Breaking the Gold Standard: Extracting Forgotten Data under Exact Unlearning in Large Language Models
Journal:
arXiv
Published Date:
May 30, 2025
Abstract
Large language models are typically trained on datasets collected from the
web, which may inadvertently contain harmful or sensitive personal information.
To address growing privacy concerns, unlearning methods have been proposed to
remove the influence of specific data from trained models. Of these, exact
unlearning -- which retrains the model from scratch without the target data --
is widely regarded the gold standard, believed to be robust against
privacy-related attacks. In this paper, we challenge this assumption by
introducing a novel data extraction attack that compromises even exact
unlearning. Our method leverages both the pre- and post-unlearning models: by
guiding the post-unlearning model using signals from the pre-unlearning model,
we uncover patterns that reflect the removed data distribution.
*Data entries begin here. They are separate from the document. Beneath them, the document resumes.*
pub mod error;
pub mod render;
pub mod service;

pub use error::{PosterServiceError, RenderError};
pub use render::PosterRenderer;
pub use service::{PosterService, PosterServiceApi};

use serde::{Deserialize, Serialize};
use std::str::FromStr;

/// Request for POST /generate-poster
#[derive(Debug, Clone, Serialize, Deserialize)]
pub struct PosterRequest {
    pub text: String,
    pub format: String,
    pub background: String,
}

/// Request for POST /generate-gif
#[derive(Debug, Clone, Serialize, Deserialize)]
pub struct GifRequest {
    pub text: String,
    pub background: String,
}

#[derive(Debug, Clone, PartialEq, Serialize, Deserialize)]
#[serde(rename_all = "camelCase")]
pub struct FileUrlResponse {
    pub file_url: String,
}

#[derive(Debug, Clone, Copy, PartialEq, Eq)]
pub enum PosterFormat {
    Png,
    Jpeg,
}

impl PosterFormat {
    /// File extension used in the bucket key
    pub fn extension(&self) -> &'static str {
        match self {
            PosterFormat::Png => "png",
            PosterFormat::Jpeg => "jpg",
        }
    }

    pub fn content_type(&self) -> &'static str {
        match self {
            PosterFormat::Png => "image/png",
            PosterFormat::Jpeg => "image/jpeg",
        }
    }
}

impl FromStr for PosterFormat {
    type Err = PosterServiceError;

    fn from_str(s: &str) -> Result<Self, Self::Err> {
        match s.trim().to_ascii_lowercase().as_str() {
            "png" => Ok(PosterFormat::Png),
            "jpeg" | "jpg" => Ok(PosterFormat::Jpeg),
            _ => Err(PosterServiceError::Invalid(format!(
                "Unsupported format: {}",
                s
            ))),
        }
    }
}
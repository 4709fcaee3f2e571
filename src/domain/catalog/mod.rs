pub mod data;
pub mod error;
pub mod language;

pub use error::CatalogError;
pub use language::Language;

use serde::{Deserialize, Serialize};
use std::collections::HashMap;

/// Voice descriptor sent to the synthesis API
#[derive(Debug, Clone, PartialEq, Eq, Serialize)]
#[serde(rename_all = "camelCase")]
pub struct VoiceConfig {
    pub language_code: &'static str,
    pub name: &'static str,
    pub ssml_gender: VoiceGender,
}

#[derive(Debug, Clone, Copy, PartialEq, Eq, Serialize, Deserialize)]
#[serde(rename_all = "SCREAMING_SNAKE_CASE")]
pub enum VoiceGender {
    Female,
}

/// Everything the service knows about one language
#[derive(Debug, Clone)]
pub struct CatalogEntry {
    pub topics: &'static [&'static str],
    pub writers: &'static [&'static str],
    pub voice: VoiceConfig,
    pub prompt_prefix: &'static str,
}

/// Read-only language catalog, built once at startup and shared between requests
#[derive(Debug, Clone)]
pub struct Catalog {
    entries: HashMap<Language, CatalogEntry>,
}

/// A request that passed catalog validation
#[derive(Debug, Clone, PartialEq, Eq)]
pub struct ValidatedPrayer {
    pub topic: String,
    pub writer: String,
    pub language: Language,
}

impl Catalog {
    pub fn new() -> Self {
        let entries = HashMap::from([
            (
                Language::English,
                CatalogEntry {
                    topics: data::ENGLISH_TOPICS,
                    writers: data::ENGLISH_WRITERS,
                    voice: VoiceConfig {
                        language_code: "en-US",
                        name: "en-US-Wavenet-D",
                        ssml_gender: VoiceGender::Female,
                    },
                    prompt_prefix: "Generate a prayer about ",
                },
            ),
            (
                Language::French,
                CatalogEntry {
                    topics: data::FRENCH_TOPICS,
                    writers: data::FRENCH_WRITERS,
                    voice: VoiceConfig {
                        language_code: "fr-FR",
                        name: "fr-FR-Wavenet-A",
                        ssml_gender: VoiceGender::Female,
                    },
                    prompt_prefix: "Génère une prière sur le thème : ",
                },
            ),
            (
                Language::Arabic,
                CatalogEntry {
                    topics: data::ARABIC_TOPICS,
                    writers: data::ARABIC_WRITERS,
                    voice: VoiceConfig {
                        language_code: "ar-XA",
                        name: "ar-XA-Wavenet-A",
                        ssml_gender: VoiceGender::Female,
                    },
                    prompt_prefix: "اكتب صلاة عن ",
                },
            ),
        ]);

        Self { entries }
    }

    fn entry(&self, language: Language) -> &CatalogEntry {
        // Every Language variant is inserted in `new`
        &self.entries[&language]
    }

    pub fn topics(&self, language: Language) -> &'static [&'static str] {
        self.entry(language).topics
    }

    pub fn writers(&self, language: Language) -> &'static [&'static str] {
        self.entry(language).writers
    }

    pub fn voice(&self, language: Language) -> &VoiceConfig {
        &self.entry(language).voice
    }

    /// Instruction sent to the generation API: language prefix followed by the topic
    pub fn prompt_for(&self, language: Language, topic: &str) -> String {
        format!("{}{}", self.entry(language).prompt_prefix, topic)
    }

    pub fn parse_language(&self, language: &str) -> Result<Language, CatalogError> {
        language.parse()
    }

    /// Check a (topic, writer, language) triple against the catalog.
    ///
    /// The language is resolved first because topics and writers are keyed by it.
    pub fn validate(
        &self,
        topic: &str,
        writer: &str,
        language: &str,
    ) -> Result<ValidatedPrayer, CatalogError> {
        let language = self.parse_language(language)?;
        let entry = self.entry(language);

        if !entry.topics.contains(&topic) {
            return Err(CatalogError::InvalidTopic(topic.to_string()));
        }

        if !entry.writers.contains(&writer) {
            return Err(CatalogError::InvalidWriter(writer.to_string()));
        }

        Ok(ValidatedPrayer {
            topic: topic.to_string(),
            writer: writer.to_string(),
            language,
        })
    }
}

impl Default for Catalog {
    fn default() -> Self {
        Self::new()
    }
}
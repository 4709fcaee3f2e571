use axum::{
    extract::{Query, State},
    Json,
};
use serde::Deserialize;
use std::sync::Arc;

use crate::{
    domain::catalog::{Catalog, Language},
    error::{AppError, AppResult},
};

/// Query string for GET /topics and GET /writers
#[derive(Debug, Deserialize)]
pub struct LanguageQuery {
    pub language: Option<String>,
}

pub struct CatalogController {
    catalog: Arc<Catalog>,
}

impl CatalogController {
    pub fn new(catalog: Arc<Catalog>) -> Self {
        Self { catalog }
    }

    /// GET /topics?language= - Topics offered for a language
    pub async fn topics(
        State(controller): State<Arc<CatalogController>>,
        Query(query): Query<LanguageQuery>,
    ) -> AppResult<Json<&'static [&'static str]>> {
        let language = controller.language(query)?;
        Ok(Json(controller.catalog.topics(language)))
    }

    /// GET /writers?language= - Writers offered for a language
    pub async fn writers(
        State(controller): State<Arc<CatalogController>>,
        Query(query): Query<LanguageQuery>,
    ) -> AppResult<Json<&'static [&'static str]>> {
        let language = controller.language(query)?;
        Ok(Json(controller.catalog.writers(language)))
    }

    fn language(&self, query: LanguageQuery) -> AppResult<Language> {
        let language = query
            .language
            .ok_or_else(|| AppError::BadRequest("Language is required".to_string()))?;
        Ok(self.catalog.parse_language(&language)?)
    }
}
pub mod request_id;

pub use request_id::{request_id_middleware, X_REQUEST_ID};

use axum::{
    middleware,
    routing::{get, post},
    Router,
};
use std::sync::Arc;
use tower_http::{cors::CorsLayer, trace::TraceLayer};

use crate::controllers::{
    catalog::CatalogController, health, poster::PosterController, prayer::PrayerController,
};
use crate::infrastructure::config::Config;

/// Assemble every route with the shared middleware stack
pub fn build_router(
    catalog_controller: Arc<CatalogController>,
    prayer_controller: Arc<PrayerController>,
    poster_controller: Arc<PosterController>,
) -> Router {
    let catalog_routes = Router::new()
        .route("/topics", get(CatalogController::topics))
        .route("/writers", get(CatalogController::writers))
        .with_state(catalog_controller);

    let prayer_routes = Router::new()
        .route("/generate-prayer", post(PrayerController::generate_prayer))
        .route("/list-prayers", get(PrayerController::list_prayers))
        .with_state(prayer_controller);

    let poster_routes = Router::new()
        .route("/generate-poster", post(PosterController::generate_poster))
        .route("/generate-gif", post(PosterController::generate_gif))
        .with_state(poster_controller);

    Router::new()
        .route("/health", get(health::health))
        .merge(catalog_routes)
        .merge(prayer_routes)
        .merge(poster_routes)
        .layer(CorsLayer::permissive())
        .layer(middleware::from_fn(request_id_middleware))
        .layer(TraceLayer::new_for_http())
}

/// Start the HTTP server on the configured address
pub async fn start_http_server(
    config: Arc<Config>,
    app: Router,
) -> Result<(), Box<dyn std::error::Error>> {
    let listener =
        tokio::net::TcpListener::bind(format!("{}:{}", config.host, config.port)).await?;

    tracing::info!("Server listening on {}", listener.local_addr()?);

    axum::serve(listener, app).await?;

    Ok(())
}
pub mod artifacts;
pub mod config;
pub mod http;
pub mod repositories;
Combining model
guidance with a token filtering strategy, our attack significantly improves
extraction success rates -- doubling performance in some cases -- across common
benchmarks such as MUSE, TOFU, and WMDP. Furthermore, we demonstrate our
attack's effectiveness on a simulated medical diagnosis dataset to highlight
real-world privacy risks associated with exact unlearning. In light of our
findings, which suggest that unlearning may, in a contradictory way, increase
the risk of privacy leakage, we advocate for evaluation of unlearning methods
to consider broader threat models that account not only for post-unlearning
models but also for adversarial access to prior checkpoints.